Hi Laurie,
I'm back after a break and although we have talked I think it worthwhile to post this.
We know that we march a similar path and my break was associated with scans and checks and a 12 month anniversary with the thought of.. is it worth it? I live on borrowed time, how do I commit? how do I keep going? Is there anything worthwhile I can aim for or am I best just waiting for the inevitable call of ..It's back.

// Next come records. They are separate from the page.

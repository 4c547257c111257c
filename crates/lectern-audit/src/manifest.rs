//! `package.json` dependency declarations.

use std::collections::BTreeMap;
use std::fs;
use std::path::Path;

use semver::Version;
use serde::Deserialize;

use crate::detect::{Component, Origin};

#[derive(Debug, Default, Deserialize)]
struct PackageJson {
    #[serde(default)]
    dependencies: BTreeMap<String, String>,

    #[serde(default, rename = "devDependencies")]
    dev_dependencies: BTreeMap<String, String>,
}

/// Components declared in a package manifest.
///
/// A missing manifest declares nothing. Unparseable manifests and
/// version specs that are not plain versions (git URLs, tags, `*`)
/// are skipped with a warning.
pub fn manifest_components(path: &Path) -> Vec<Component> {
    let content = match fs::read_to_string(path) {
        Ok(content) => content,
        Err(_) => {
            tracing::debug!("No manifest at {}", path.display());
            return Vec::new();
        }
    };

    let manifest: PackageJson = match serde_json::from_str(&content) {
        Ok(manifest) => manifest,
        Err(e) => {
            tracing::warn!("Skipping malformed {}: {}", path.display(), e);
            return Vec::new();
        }
    };

    let declared = manifest
        .dependencies
        .iter()
        .map(|entry| (entry, false))
        .chain(manifest.dev_dependencies.iter().map(|entry| (entry, true)));

    let mut components = Vec::new();
    for ((name, spec), dev) in declared {
        match base_version(spec) {
            Some(version) => components.push(Component {
                package: name.to_ascii_lowercase(),
                version,
                origin: Origin::Manifest {
                    file: path.to_path_buf(),
                    dev,
                },
            }),
            None => tracing::debug!("Skipping {}@{}: not a plain version", name, spec),
        }
    }
    components
}

/// The lowest version a range spec like `^3.4.1` or `~1.2` admits.
fn base_version(spec: &str) -> Option<Version> {
    let spec = spec
        .trim()
        .trim_start_matches(['^', '~', '>', '=', 'v', ' '])
        .split_whitespace()
        .next()?;

    let parts = spec.split('.').count();
    let padded = match parts {
        1 => format!("{}.0.0", spec),
        2 => format!("{}.0", spec),
        _ => spec.to_string(),
    };
    Version::parse(&padded).ok()
}

#[cfg(test)]
mod tests {
    use super::*;
    use tempfile::tempdir;

    #[test]
    fn strips_range_operators() {
        assert_eq!(base_version("^3.4.1"), Some(Version::new(3, 4, 1)));
        assert_eq!(base_version("~4.17"), Some(Version::new(4, 17, 0)));
        assert_eq!(base_version(">=10.1.0 <11"), Some(Version::new(10, 1, 0)));
        assert_eq!(base_version("v2"), Some(Version::new(2, 0, 0)));
        assert_eq!(base_version("latest"), None);
        assert_eq!(base_version("github:hakimel/reveal.js"), None);
    }

    #[test]
    fn reads_both_dependency_tables() {
        let temp = tempdir().unwrap();
        let path = temp.path().join("package.json");
        fs::write(
            &path,
            r#"{
  "name": "talk",
  "dependencies": { "reveal.js": "^4.1.0", "jquery": "3.4.1" },
  "devDependencies": { "node-sass": "latest", "lodash": "~4.17.15" }
}"#,
        )
        .unwrap();

        let components = manifest_components(&path);

        let names: Vec<_> = components.iter().map(|c| c.package.as_str()).collect();
        assert_eq!(names, vec!["jquery", "reveal.js", "lodash"]);
        assert_eq!(
            components[2].origin,
            Origin::Manifest {
                file: path.clone(),
                dev: true
            }
        );
    }

    #[test]
    fn missing_or_malformed_manifest_declares_nothing() {
        let temp = tempdir().unwrap();
        let path = temp.path().join("package.json");

        assert!(manifest_components(&path).is_empty());

        fs::write(&path, "{ not json").unwrap();
        assert!(manifest_components(&path).is_empty());
    }
}
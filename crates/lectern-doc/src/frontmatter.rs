//! Front-matter extraction and parsing.

use serde::Deserialize;

use crate::attributes::AttributeSet;

/// Parsed front-matter of a source document.
#[derive(Debug, Clone, Default, Deserialize, PartialEq)]
pub struct Frontmatter {
    /// Deck title, shown on the title slide
    #[serde(default)]
    pub title: Option<String>,

    /// Subtitle shown under the title
    #[serde(default)]
    pub subtitle: Option<String>,

    /// Speaker name(s)
    #[serde(default)]
    pub author: Option<String>,

    /// Rendering backend override (e.g. "revealjs")
    #[serde(default)]
    pub backend: Option<String>,

    /// Every other key becomes a conversion attribute
    #[serde(flatten)]
    pub attributes: AttributeSet,
}

/// Extract front-matter from a source document.
///
/// Returns the parsed front-matter and the remaining content after the block.
pub fn extract_frontmatter(source: &str) -> Result<(Option<Frontmatter>, &str), FrontmatterError> {
    let trimmed = source.trim_start();

    if !trimmed.starts_with("---") {
        return Ok((None, source));
    }

    // Find the closing ---
    let after_open = &trimmed[3..];
    let Some(close_pos) = after_open.find("\n---") else {
        return Err(FrontmatterError::Unclosed);
    };

    let yaml_content = after_open[..close_pos].trim();
    let remaining = after_open[close_pos + 4..].trim_start_matches('-');

    let frontmatter: Frontmatter = if yaml_content.is_empty() {
        Frontmatter::default()
    } else {
        serde_yaml::from_str(yaml_content)
            .map_err(|e| FrontmatterError::InvalidYaml(e.to_string()))?
    };

    Ok((Some(frontmatter), remaining.trim_start()))
}

/// Errors that can occur when parsing front-matter.
#[derive(Debug, thiserror::Error)]
pub enum FrontmatterError {
    #[error("Unclosed front-matter block - missing closing ---")]
    Unclosed,

    #[error("Invalid YAML in front-matter: {0}")]
    InvalidYaml(String),
}
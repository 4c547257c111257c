//! Task listing command.

use lectern_tasks::{TaskDef, TaskGraph};

/// Print every task with what it does.
pub fn run() {
    let graph = TaskGraph::standard();

    for (name, task) in graph.iter() {
        match &task.def {
            TaskDef::Action(_) => println!("  {:<12} {}", name, task.description),
            TaskDef::Sequence(_) => {
                println!("  {:<12} {} ({})", name, task.description, task.def)
            }
        }
    }
}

Firstly be cautious of shaving the Adam's Apple, I had the ultimate shave and the effect has been stunning
As for running out of time and is it all worth the struggle. Well we are in the same boat on that. For my scan yesterday I sat next to a woman who has a brain tumour as we had our radio-contrast lines put in. She looked poorly and she made a comment that I looked well, that was nice of her. I couldn't speak as my arms were being used, she looked a little taken aback until I got one hand free and could talk to her and apologise.
We had a nice chat and explained our circumstance and our fears, as only the living dead can. I told her of my frustration of not knowing whether to or how find a life to live.
She told me that her scan was to let her know when she should go in for end of life care. That was all she had left and she would go there alone.
She told me that I did have a voice and to go out and use it and not count the days; they count themselves.
I think I will take that lesson and try and live it. I won't count the days, maybe neither of us should.